What about hg one? Shouldn't that be at the top. Definitely a Titan hand grinder.


----------



## Neill

oracleoftruth said:


> What about hg one? Shouldn't that be at the top. Definitely a Titan hand grinder.


Great grinder but I think it misses the original idea of the op which was to provide a list of reasonably priced grinders if someone was looking for something to start out with.


----------



## oracleoftruth

Good point. That would be overkill for classic!


----------



## Neill

oracleoftruth said:


> Good point. That would be overkill for classic!


Ha, I'm probably getting one this year to go with my classic! Long game in mind though.


----------



## oop north

Neill said:


> Ha, I'm probably getting one this year to go with my classic! Long game in mind though.


Didn't take long for you to succumb


----------



## Neill

oop north said:


> Didn't take long for you to succumb


Ha, true. I've had my eye on one for a long time.


----------



## DavidBondy

Sorry to be a pain in the you know where but I do not think that these are all really espresso capable - you need to add the Rosco to ensure that!!


----------



## Charliej

DavidBondy said:


> Sorry to be a pain in the you know where but I do not think that these are all really espresso capable - you need to add the Rosco to ensure that!!

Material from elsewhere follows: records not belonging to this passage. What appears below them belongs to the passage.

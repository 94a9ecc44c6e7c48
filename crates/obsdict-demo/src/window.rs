#![forbid(unsafe_code)]

//! Headless demonstration window.
//!
//! The window owns an `ObservableDictionary<String, String>` and binds its
//! display to a read-only view of it, the way a list control binds to a
//! collection. Buttons mutate the dictionary; the display learns about every
//! change only through the view's notifications.
//!
//! # Failure Modes
//!
//! | Failure | Cause | Behavior |
//! |---------|-------|----------|
//! | No more keys | Add with all demo keys present | `DemoError::NoMoreKeys`, state unchanged |
//! | Empty | Remove / Modify with nothing to act on | `DemoError::Empty`, state unchanged |
//! | Unknown button | Unrecognized command name | `DemoError::UnknownButton` |

use std::cell::{Cell, RefCell};
use std::fmt::Write as _;
use std::rc::Rc;
use std::str::FromStr;

use obsdict::{
    Change, ChangeAction, Keys, ObservableDictionary, ObservableMapping,
    ReadOnlyObservableDictionary, Subscription, Values,
};
use obsdict_util::{PropertyError, property_values};
use serde::Serialize;
use serde_json::Value;
use thiserror::Error;
use tracing::debug;

/// Keys handed out by the Add button, in order.
pub const DEMO_KEYS: [&str; 3] = ["Key1", "Key2", "Key3"];
/// Values handed out by the Add and Modify buttons.
pub const DEMO_VALUES: [&str; 3] = ["Val1", "Val2", "Val3"];

/// Errors surfaced by the demo.
#[derive(Debug, Error)]
pub enum DemoError {
    #[error("unknown button: {0}")]
    UnknownButton(String),
    #[error("all demo keys are already present")]
    NoMoreKeys,
    #[error("the dictionary is empty")]
    Empty,
    #[error("status record: {0}")]
    Status(#[from] PropertyError),
    #[error("I/O error: {0}")]
    Io(#[from] std::io::Error),
}

impl DemoError {
    /// Whether the demo can keep accepting presses after this error.
    #[must_use]
    pub fn is_recoverable(&self) -> bool {
        !matches!(self, Self::Io(_))
    }
}

/// A button on the window.
#[derive(Debug, Clone, Copy, PartialEq, Eq, Hash)]
pub enum Button {
    Add,
    Remove,
    Modify,
    Clear,
    Status,
}

impl Button {
    pub const ALL: [Self; 5] = [
        Self::Add,
        Self::Remove,
        Self::Modify,
        Self::Clear,
        Self::Status,
    ];

    #[must_use]
    pub const fn label(self) -> &'static str {
        match self {
            Self::Add => "add",
            Self::Remove => "remove",
            Self::Modify => "modify",
            Self::Clear => "clear",
            Self::Status => "status",
        }
    }
}

impl FromStr for Button {
    type Err = DemoError;

    fn from_str(s: &str) -> Result<Self, Self::Err> {
        let name = s.trim();
        Self::ALL
            .into_iter()
            .find(|button| button.label().eq_ignore_ascii_case(name))
            .ok_or_else(|| DemoError::UnknownButton(name.to_string()))
    }
}

/// Deterministic LCG behind the Modify button.
#[derive(Debug, Clone)]
struct Lcg(u64);

impl Lcg {
    fn next_u64(&mut self) -> u64 {
        self.0 = self
            .0
            .wrapping_mul(6_364_136_223_846_793_005)
            .wrapping_add(1);
        self.0
    }

    /// Uniform-ish pick from `0..bound`. `bound` must be non-zero.
    fn next_below(&mut self, bound: usize) -> usize {
        ((self.next_u64() >> 33) % bound as u64) as usize
    }
}

/// What the window shows. Fed only by notifications.
struct Binding {
    keys: Keys<String, String>,
    values: Values<String, String>,
    count: Rc<Cell<usize>>,
    last_action: Rc<Cell<Option<ChangeAction>>>,
    events: Rc<RefCell<Vec<String>>>,
    _subscriptions: [Subscription; 2],
}

impl Binding {
    fn attach(source: &impl ObservableMapping<String, String>) -> Self {
        let count = Rc::new(Cell::new(source.count()));
        let last_action = Rc::new(Cell::new(None));
        let events = Rc::new(RefCell::new(Vec::new()));

        let changes = {
            let last_action = Rc::clone(&last_action);
            let events = Rc::clone(&events);
            source.subscribe(move |change| {
                last_action.set(Some(change.action()));
                events.borrow_mut().push(describe(change));
            })
        };
        let counts = {
            let count = Rc::clone(&count);
            let events = Rc::clone(&events);
            source.subscribe_count(move |n| {
                count.set(n);
                events.borrow_mut().push(format!("count -> {n}"));
            })
        };

        Self {
            keys: source.keys(),
            values: source.values(),
            count,
            last_action,
            events,
            _subscriptions: [changes, counts],
        }
    }
}

fn describe(change: &Change<String, String>) -> String {
    match change {
        Change::Added { key, value } => format!("add {key}={value}"),
        Change::Removed { key, value, index } => format!("remove {key}={value} at {index}"),
        Change::Reset => "reset".to_string(),
    }
}

/// Snapshot reported by the Status button.
#[derive(Debug, Serialize)]
struct WindowStatus {
    count: usize,
    version: u64,
    last_action: Option<&'static str>,
    keys: Vec<String>,
}

/// The demo window: a dictionary, a read-only view of it, and a display
/// bound to the view.
pub struct DemoWindow {
    dictionary: ObservableDictionary<String, String>,
    view: ReadOnlyObservableDictionary<String, String>,
    binding: Binding,
    rng: Lcg,
}

impl DemoWindow {
    /// Create an empty window. `seed` drives the Modify button.
    #[must_use]
    pub fn new(seed: u64) -> Self {
        let dictionary = ObservableDictionary::new();
        let view = dictionary.read_only();
        let binding = Binding::attach(&view);
        Self {
            dictionary,
            view,
            binding,
            rng: Lcg(seed),
        }
    }

    /// The read-only view the display is bound to.
    #[must_use]
    pub fn view(&self) -> &ReadOnlyObservableDictionary<String, String> {
        &self.view
    }

    /// Press `button`. Returns text for buttons that produce output.
    pub fn press(&mut self, button: Button) -> Result<Option<String>, DemoError> {
        debug!(button = button.label(), "button pressed");
        match button {
            Button::Add => {
                let n = self.dictionary.count();
                let (Some(key), Some(value)) = (DEMO_KEYS.get(n), DEMO_VALUES.get(n)) else {
                    return Err(DemoError::NoMoreKeys);
                };
                self.dictionary.add((*key).to_string(), (*value).to_string());
            }
            Button::Remove => {
                let key = self.dictionary.keys().last().ok_or(DemoError::Empty)?;
                self.dictionary.remove(&key);
            }
            Button::Modify => {
                let key = self.dictionary.keys().last().ok_or(DemoError::Empty)?;
                let pick = self.rng.next_below(self.dictionary.count());
                self.dictionary.set(key, DEMO_VALUES[pick].to_string());
            }
            Button::Clear => self.dictionary.clear(),
            Button::Status => return self.status().map(Some),
        }
        Ok(None)
    }

    /// Status record as a single JSON object line.
    pub fn status(&self) -> Result<String, DemoError> {
        let record = WindowStatus {
            count: self.binding.count.get(),
            version: self.view.version(),
            last_action: self.binding.last_action.get().map(ChangeAction::as_str),
            keys: self.binding.keys.to_vec(),
        };
        let fields = property_values(&record)?;
        Ok(Value::Object(fields.into_iter().collect()).to_string())
    }

    /// Notification lines received since the last call.
    pub fn take_events(&self) -> Vec<String> {
        std::mem::take(&mut *self.binding.events.borrow_mut())
    }

    /// Render the bound display.
    #[must_use]
    pub fn render(&self) -> String {
        let mut out = String::new();
        let _ = writeln!(out, "Keys:   [{}]", self.binding.keys.to_vec().join(", "));
        let _ = writeln!(out, "Values: [{}]", self.binding.values.to_vec().join(", "));
        let _ = write!(out, "Count:  {}", self.binding.count.get());
        out
    }
}

impl std::fmt::Debug for DemoWindow {
    fn fmt(&self, f: &mut std::fmt::Formatter<'_>) -> std::fmt::Result {
        f.debug_struct("DemoWindow")
            .field("dictionary", &self.dictionary)
            .field("count", &self.binding.count.get())
            .finish_non_exhaustive()
    }
}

The Hausgrind is more than capable of espresso grinding David as are some of the vintage hand grinders, my 67 year old Zassenhaus still does a good job of espresso and brewed, and would most likely do Turkish if should ever feel the need.

The Pharos is also more than capable for espresso, if I remember correctly it uses the same burrs as your K10F. Even a Porlex, on some settings work for espresso in an emergency, in fact it is probably far better for that than a coarse grind for brewed.


----------



## Neill

DavidBondy said:


> Sorry to be a pain in the you know where but I do not think that these are all really espresso capable - you need to add the Rosco to ensure that!!


But it's too expensive for the list, it was meant to be a list of accessible grinders for those starting out.


----------



## aFiercePancake

I have had much success with vintage Dienes (PeDe) grinders. The only trick is to find one with the correct burrset. One is typically larger and coarser and cannot grind fine enough for espresso; the slightly smaller, finer burrset is fantastic for espresso and even Turkish coffee.










From left to right: My Dienes 550 is a workhorse. Everything about it, from the rear-mounted adjuster to the serviceable carrier is wonderful. The 543 is my favorite, but I unfortunately got the larger burrset, so it cannot be used for espresso. Lovely machine, though. The "88" is beautiful and its longer handle is very nice to use, but adjustment is inside and it is not as easily serviced as the 550.

This is what the larger burrset looks like:










The smaller burrs in my "88":










The best way to discern the two is to look at the distance between the shaft and a short edge at the top of the top burr.

I think I paid €20 for the 550. A little more for the 543. The PeDe 88 was the most expensive because it was in excellent condition and is highly sought: It cost something like €45. Still a bargain.

Disclaimer: I use my HG One at home.


----------



## Milanski

Nice addition to the thread. Thanks.


----------



## Flibster

You've also got the Hario Skerton. Pretty good for filter and ok for espresso.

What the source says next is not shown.